In the lead-up to the November election, Dave Bidini and his West End Phoenix newspaper in Toronto wanted to use the time to talk with some American ex-pats living in Toronto about what it was like to observe that chaos from afar and how their life in Canada was different from what they left behind.
It was an ambitious project — while the broadsheet paper usually publishes once a month or about every five weeks, this was the paper’s second issue in October — and contains 25 personal narratives about what it’s like to be an American living in Canada.
“One of the things I wanted to check at the door was the self-aggrandizement that happens when Canadians write about the States,” says Bidini, one of the paper’s creators and a founder of the band the Rheostatics. “We’re pretty good at positioning ourselves as superior. We overlook our own issues when talking about ourselves in the context of the States. … Often when you find, when there’s the perspective from Canada about other places, it’s always gun laws and health care, but there’s a lot of ways we fall short.”
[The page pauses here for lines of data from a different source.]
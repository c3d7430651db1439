//! Client configuration.

use std::time::Duration;

use serde::{Deserialize, Serialize};

/// Default endpoint of the XML search service.
pub const DEFAULT_BASE_URL: &str = "https://yandex.ru/search/xml";

/// Connection settings shared by every search made with one client.
#[derive(Debug, Clone, PartialEq, Eq, Serialize, Deserialize)]
pub struct ClientConfig {
    /// Service endpoint, without query string.
    #[serde(default = "default_base_url")]
    pub base_url: String,
    /// Subscriber login (`user` URL parameter).
    pub user: String,
    /// Subscriber API key (`key` URL parameter).
    pub key: String,
    /// Request timeout in seconds.
    #[serde(default = "default_timeout")]
    pub timeout: u64,
    /// Skip TLS certificate verification. Off unless explicitly enabled.
    #[serde(default)]
    pub accept_invalid_certs: bool,
    /// User-Agent header.
    #[serde(default = "default_user_agent")]
    pub user_agent: String,
}

fn default_base_url() -> String {
    DEFAULT_BASE_URL.to_string()
}

fn default_timeout() -> u64 {
    30
}

fn default_user_agent() -> String {
    concat!("yandex-xml/", env!("CARGO_PKG_VERSION")).to_string()
}

impl ClientConfig {
    /// Creates a configuration for the given subscriber credentials.
    pub fn new(user: impl Into<String>, key: impl Into<String>) -> Self {
        Self {
            base_url: default_base_url(),
            user: user.into(),
            key: key.into(),
            timeout: default_timeout(),
            accept_invalid_certs: false,
            user_agent: default_user_agent(),
        }
    }

    /// Sets the service endpoint.
    pub fn with_base_url(mut self, base_url: impl Into<String>) -> Self {
        self.base_url = base_url.into();
        self
    }

    /// Sets the request timeout in seconds.
    pub fn with_timeout(mut self, seconds: u64) -> Self {
        self.timeout = seconds;
        self
    }

    /// Disables TLS certificate verification.
    pub fn with_accept_invalid_certs(mut self, accept: bool) -> Self {
        self.accept_invalid_certs = accept;
        self
    }

    /// Returns the timeout as a [`Duration`].
    pub fn timeout_duration(&self) -> Duration {
        Duration::from_secs(self.timeout)
    }
}
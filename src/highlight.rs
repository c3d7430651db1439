//! Snippet highlighting.
//!
//! The service marks matched words with `<hlword>` inside titles, headlines
//! and passages. [`highlight`] turns those into `<strong>` and drops any
//! other markup. Text stays XML-escaped.

use std::sync::OnceLock;

use regex::{Captures, Regex};

/// Signature of a highlight transform applied to raw snippet markup.
pub type Highlighter = fn(&str) -> String;

static TAG: OnceLock<Regex> = OnceLock::new();

fn tag_regex() -> &'static Regex {
    TAG.get_or_init(|| {
        Regex::new(r"<(/?)([A-Za-z_][\w.:-]*)[^>]*>").expect("tag pattern is valid")
    })
}

/// Replaces `<hlword>` markup with `<strong>` and strips other tags.
pub fn highlight(raw: &str) -> String {
    tag_regex()
        .replace_all(raw, |caps: &Captures<'_>| {
            if &caps[2] == "hlword" {
                if caps[1].is_empty() && !caps[0].ends_with("/>") {
                    "<strong>".to_string()
                } else if !caps[1].is_empty() {
                    "</strong>".to_string()
                } else {
                    String::new()
                }
            } else {
                String::new()
            }
        })
        .into_owned()
}
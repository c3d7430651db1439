//! Search parameters sent to the service.

use std::collections::BTreeMap;
use std::str::FromStr;

use serde::{Deserialize, Serialize};

use crate::proxy::ProxyConfig;
use crate::{Result, SearchError};

/// Interface language of the result snippets (`l10n` URL parameter).
#[derive(Debug, Clone, Copy, PartialEq, Eq, Hash, Serialize, Deserialize)]
#[serde(rename_all = "lowercase")]
pub enum Locale {
    Ru,
    Uk,
    Be,
    Kk,
    Tr,
    En,
}

impl Locale {
    /// Returns the wire code.
    pub fn as_str(self) -> &'static str {
        match self {
            Self::Ru => "ru",
            Self::Uk => "uk",
            Self::Be => "be",
            Self::Kk => "kk",
            Self::Tr => "tr",
            Self::En => "en",
        }
    }
}

impl FromStr for Locale {
    type Err = SearchError;

    fn from_str(s: &str) -> Result<Self> {
        match s {
            "ru" => Ok(Self::Ru),
            "uk" => Ok(Self::Uk),
            "be" => Ok(Self::Be),
            "kk" => Ok(Self::Kk),
            "tr" => Ok(Self::Tr),
            "en" => Ok(Self::En),
            other => Err(SearchError::InvalidConfiguration(format!(
                "unknown locale '{}'",
                other
            ))),
        }
    }
}

/// Adult content filter level.
#[derive(Debug, Clone, Copy, PartialEq, Eq, Hash, Serialize, Deserialize)]
#[serde(rename_all = "lowercase")]
pub enum ContentFilter {
    Strict,
    Moderate,
    None,
}

impl ContentFilter {
    /// Returns the wire code.
    pub fn as_str(self) -> &'static str {
        match self {
            Self::Strict => "strict",
            Self::Moderate => "moderate",
            Self::None => "none",
        }
    }
}

impl FromStr for ContentFilter {
    type Err = SearchError;

    fn from_str(s: &str) -> Result<Self> {
        match s {
            "strict" => Ok(Self::Strict),
            "moderate" => Ok(Self::Moderate),
            "none" => Ok(Self::None),
            other => Err(SearchError::InvalidConfiguration(format!(
                "unknown content filter '{}'",
                other
            ))),
        }
    }
}

/// Result ordering.
#[derive(Debug, Clone, Copy, PartialEq, Eq, Default, Serialize, Deserialize)]
#[serde(rename_all = "lowercase")]
pub enum SortBy {
    /// By relevance (`rlv`).
    #[default]
    Relevance,
    /// By document modification time (`tm`).
    ModifiedTime,
}

impl SortBy {
    /// Returns the wire code.
    pub fn as_str(self) -> &'static str {
        match self {
            Self::Relevance => "rlv",
            Self::ModifiedTime => "tm",
        }
    }
}

impl FromStr for SortBy {
    type Err = SearchError;

    fn from_str(s: &str) -> Result<Self> {
        match s {
            "rlv" => Ok(Self::Relevance),
            "tm" => Ok(Self::ModifiedTime),
            other => Err(SearchError::InvalidConfiguration(format!(
                "unknown sort order '{}', expected 'rlv' or 'tm'",
                other
            ))),
        }
    }
}

/// Result grouping attribute.
#[derive(Debug, Clone, Copy, PartialEq, Eq, Default, Serialize, Deserialize)]
#[serde(rename_all = "lowercase")]
pub enum GroupBy {
    /// No grouping (empty `attr`).
    #[default]
    None,
    /// Group documents by site (`d`).
    Site,
}

impl GroupBy {
    /// Returns the wire code.
    pub fn as_str(self) -> &'static str {
        match self {
            Self::None => "",
            Self::Site => "d",
        }
    }
}

impl FromStr for GroupBy {
    type Err = SearchError;

    fn from_str(s: &str) -> Result<Self> {
        match s {
            "" => Ok(Self::None),
            "d" => Ok(Self::Site),
            other => Err(SearchError::InvalidConfiguration(format!(
                "unknown grouping '{}', expected '' or 'd'",
                other
            ))),
        }
    }
}

/// Grouping mode.
#[derive(Debug, Clone, Copy, PartialEq, Eq, Default, Serialize, Deserialize)]
#[serde(rename_all = "lowercase")]
pub enum GroupMode {
    #[default]
    Flat,
    Deep,
    Wide,
}

impl GroupMode {
    /// Returns the wire code.
    pub fn as_str(self) -> &'static str {
        match self {
            Self::Flat => "flat",
            Self::Deep => "deep",
            Self::Wide => "wide",
        }
    }
}

impl FromStr for GroupMode {
    type Err = SearchError;

    fn from_str(s: &str) -> Result<Self> {
        match s {
            "flat" => Ok(Self::Flat),
            "deep" => Ok(Self::Deep),
            "wide" => Ok(Self::Wide),
            other => Err(SearchError::InvalidConfiguration(format!(
                "unknown group mode '{}'",
                other
            ))),
        }
    }
}

pub const MAX_PASSAGES: &str = "maxpassages";
pub const MAX_TITLE_LENGTH: &str = "max-title-length";
pub const MAX_HEADLINE_LENGTH: &str = "max-headline-length";
pub const MAX_PASSAGE_LENGTH: &str = "max-passage-length";
pub const MAX_TEXT_LENGTH: &str = "max-text-length";

/// Default snippet options, in the order they appear in the request document.
pub const DEFAULT_OPTIONS: [(&str, u32); 5] = [
    (MAX_PASSAGES, 2),
    (MAX_TITLE_LENGTH, 160),
    (MAX_HEADLINE_LENGTH, 160),
    (MAX_PASSAGE_LENGTH, 160),
    (MAX_TEXT_LENGTH, 640),
];

/// Snippet options: [`DEFAULT_OPTIONS`] merged with caller overrides.
#[derive(Debug, Clone, PartialEq, Eq, Serialize, Deserialize)]
pub struct SearchOptions {
    values: BTreeMap<String, u32>,
}

impl SearchOptions {
    /// Creates the default option set.
    pub fn new() -> Self {
        Self {
            values: DEFAULT_OPTIONS
                .iter()
                .map(|(name, value)| (name.to_string(), *value))
                .collect(),
        }
    }

    /// Returns an option value, or `None` if it was never set.
    pub fn get(&self, name: &str) -> Option<u32> {
        self.values.get(name).copied()
    }

    /// Overrides an option. Values must be positive; `maxpassages` is limited to 2..=5.
    pub fn set(&mut self, name: impl Into<String>, value: u32) -> Result<()> {
        let name = name.into();
        if value == 0 {
            return Err(SearchError::InvalidConfiguration(format!(
                "option '{}' must be positive",
                name
            )));
        }
        if name == MAX_PASSAGES && !(2..=5).contains(&value) {
            return Err(SearchError::InvalidConfiguration(format!(
                "option '{}' must be between 2 and 5, got {}",
                name, value
            )));
        }
        self.values.insert(name, value);
        Ok(())
    }

    /// Returns the five request-document options in wire order.
    pub fn wire_fields(&self) -> impl Iterator<Item = (&'static str, u32)> + '_ {
        DEFAULT_OPTIONS
            .into_iter()
            .map(move |(name, default)| (name, self.get(name).unwrap_or(default)))
    }
}

impl Default for SearchOptions {
    fn default() -> Self {
        Self::new()
    }
}

/// All parameters of a single search request.
///
/// Getters are plain borrows; every `with_*` setter consumes and returns the
/// parameters so calls can be chained. Setters that can reject a value return
/// [`Result`].
#[derive(Debug, Clone, PartialEq, Eq, Serialize, Deserialize)]
pub struct SearchParameters {
    query: String,
    hosts: Vec<String>,
    sites: Vec<String>,
    domains: Vec<String>,
    cat: Option<u32>,
    geo: Option<u32>,
    theme: Option<u32>,
    region: Option<u32>,
    locale: Option<Locale>,
    filter: Option<ContentFilter>,
    page: u32,
    limit: u32,
    sort_by: SortBy,
    group_by: GroupBy,
    group_mode: GroupMode,
    options: SearchOptions,
    proxy: Option<ProxyConfig>,
}

/// Default number of results per page.
pub const DEFAULT_LIMIT: u32 = 10;

// Blank entries are dropped so that an empty filter never reaches the query.
fn filter_values<I, S>(values: I) -> Vec<String>
where
    I: IntoIterator<Item = S>,
    S: Into<String>,
{
    values
        .into_iter()
        .map(Into::into)
        .filter(|value: &String| !value.trim().is_empty())
        .collect()
}

impl SearchParameters {
    /// Creates parameters for the given query text.
    pub fn new(query: impl Into<String>) -> Self {
        Self {
            query: query.into(),
            hosts: Vec::new(),
            sites: Vec::new(),
            domains: Vec::new(),
            cat: None,
            geo: None,
            theme: None,
            region: None,
            locale: None,
            filter: None,
            page: 0,
            limit: DEFAULT_LIMIT,
            sort_by: SortBy::Relevance,
            group_by: GroupBy::None,
            group_mode: GroupMode::Flat,
            options: SearchOptions::new(),
            proxy: None,
        }
    }

    pub fn query(&self) -> &str {
        &self.query
    }

    /// Host filters; more than one means any of them.
    pub fn hosts(&self) -> &[String] {
        &self.hosts
    }

    pub fn sites(&self) -> &[String] {
        &self.sites
    }

    pub fn domains(&self) -> &[String] {
        &self.domains
    }

    /// Catalog category code.
    pub fn cat(&self) -> Option<u32> {
        self.cat
    }

    pub fn geo(&self) -> Option<u32> {
        self.geo
    }

    pub fn theme(&self) -> Option<u32> {
        self.theme
    }

    /// Search region (`lr` URL parameter).
    pub fn region(&self) -> Option<u32> {
        self.region
    }

    pub fn locale(&self) -> Option<Locale> {
        self.locale
    }

    pub fn filter(&self) -> Option<ContentFilter> {
        self.filter
    }

    /// Zero-based page index.
    pub fn page(&self) -> u32 {
        self.page
    }

    /// Results per page; never zero.
    pub fn limit(&self) -> u32 {
        self.limit
    }

    pub fn sort_by(&self) -> SortBy {
        self.sort_by
    }

    pub fn group_by(&self) -> GroupBy {
        self.group_by
    }

    pub fn group_mode(&self) -> GroupMode {
        self.group_mode
    }

    pub fn options(&self) -> &SearchOptions {
        &self.options
    }

    /// Returns a single option value.
    pub fn option(&self, name: &str) -> Option<u32> {
        self.options.get(name)
    }

    pub fn proxy(&self) -> Option<&ProxyConfig> {
        self.proxy.as_ref()
    }

    /// Sets the query text.
    pub fn with_query(mut self, query: impl Into<String>) -> Self {
        self.query = query.into();
        self
    }

    /// Restricts results to a single host.
    pub fn with_host(mut self, host: impl Into<String>) -> Self {
        self.hosts = filter_values([host]);
        self
    }

    /// Restricts results to any of the given hosts.
    pub fn with_hosts<I, S>(mut self, hosts: I) -> Self
    where
        I: IntoIterator<Item = S>,
        S: Into<String>,
    {
        self.hosts = filter_values(hosts);
        self
    }

    /// Restricts results to a single site.
    pub fn with_site(mut self, site: impl Into<String>) -> Self {
        self.sites = filter_values([site]);
        self
    }

    /// Restricts results to any of the given sites.
    pub fn with_sites<I, S>(mut self, sites: I) -> Self
    where
        I: IntoIterator<Item = S>,
        S: Into<String>,
    {
        self.sites = filter_values(sites);
        self
    }

    /// Restricts results to a single domain zone.
    pub fn with_domain(mut self, domain: impl Into<String>) -> Self {
        self.domains = filter_values([domain]);
        self
    }

    /// Restricts results to any of the given domain zones.
    pub fn with_domains<I, S>(mut self, domains: I) -> Self
    where
        I: IntoIterator<Item = S>,
        S: Into<String>,
    {
        self.domains = filter_values(domains);
        self
    }

    /// Sets the catalog category code; zero clears it.
    pub fn with_cat(mut self, cat: u32) -> Self {
        self.cat = (cat != 0).then_some(cat);
        self
    }

    /// Sets the geo code; zero clears it.
    pub fn with_geo(mut self, geo: u32) -> Self {
        self.geo = (geo != 0).then_some(geo);
        self
    }

    /// Sets the theme code; zero clears it.
    pub fn with_theme(mut self, theme: u32) -> Self {
        self.theme = (theme != 0).then_some(theme);
        self
    }

    /// Sets the search region; zero clears it.
    pub fn with_region(mut self, region: u32) -> Self {
        self.region = (region != 0).then_some(region);
        self
    }

    pub fn with_locale(mut self, locale: Locale) -> Self {
        self.locale = Some(locale);
        self
    }

    pub fn with_filter(mut self, filter: ContentFilter) -> Self {
        self.filter = Some(filter);
        self
    }

    /// Sets the zero-based page index.
    pub fn with_page(mut self, page: u32) -> Self {
        self.page = page;
        self
    }

    /// Sets the number of results per page.
    pub fn with_limit(mut self, limit: u32) -> Result<Self> {
        if limit == 0 {
            return Err(SearchError::InvalidConfiguration(
                "limit must be greater than zero".to_string(),
            ));
        }
        self.limit = limit;
        Ok(self)
    }

    pub fn with_sort_by(mut self, sort_by: SortBy) -> Self {
        self.sort_by = sort_by;
        self
    }

    /// Sets grouping. `GroupBy::None` always uses `GroupMode::Flat`.
    pub fn with_group_by(mut self, group_by: GroupBy, mode: GroupMode) -> Self {
        self.group_by = group_by;
        self.group_mode = match group_by {
            GroupBy::None => GroupMode::Flat,
            GroupBy::Site => mode,
        };
        self
    }

    /// Overrides a snippet option.
    pub fn with_option(mut self, name: impl Into<String>, value: u32) -> Result<Self> {
        self.options.set(name, value)?;
        Ok(self)
    }

    /// Routes requests through a proxy. A config with an empty host disables proxying.
    pub fn with_proxy(mut self, proxy: ProxyConfig) -> Self {
        self.proxy = (!proxy.host.is_empty()).then_some(proxy);
        self
    }
}

impl Default for SearchParameters {
    fn default() -> Self {
        Self::new("")
    }
}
In the issue, simply called The Americans, Bidini says he was heartened to see stories of longing.
“Lot of people said it’s great being in Toronto but I miss my home and I miss my family and I miss this about living in the U.S.,” he says. “One woman talks about having a beautiful home in Detroit with a big yard and what it cost her for living in that city. I was pleasantly surprised people were able to talk about their yearning for a place they left.”
It’s All Journalism host Michael O’Connell is rejoined by Dave Bidini, co-founder of The Rheostatics and the West End Phoenix, a Toronto-based broadsheet newspaper. They discuss The Americans, a special edition published just before the November election in which ex-pats living in Toronto write about what it’s like to observe the U.S. from across the shared border during a difficult time.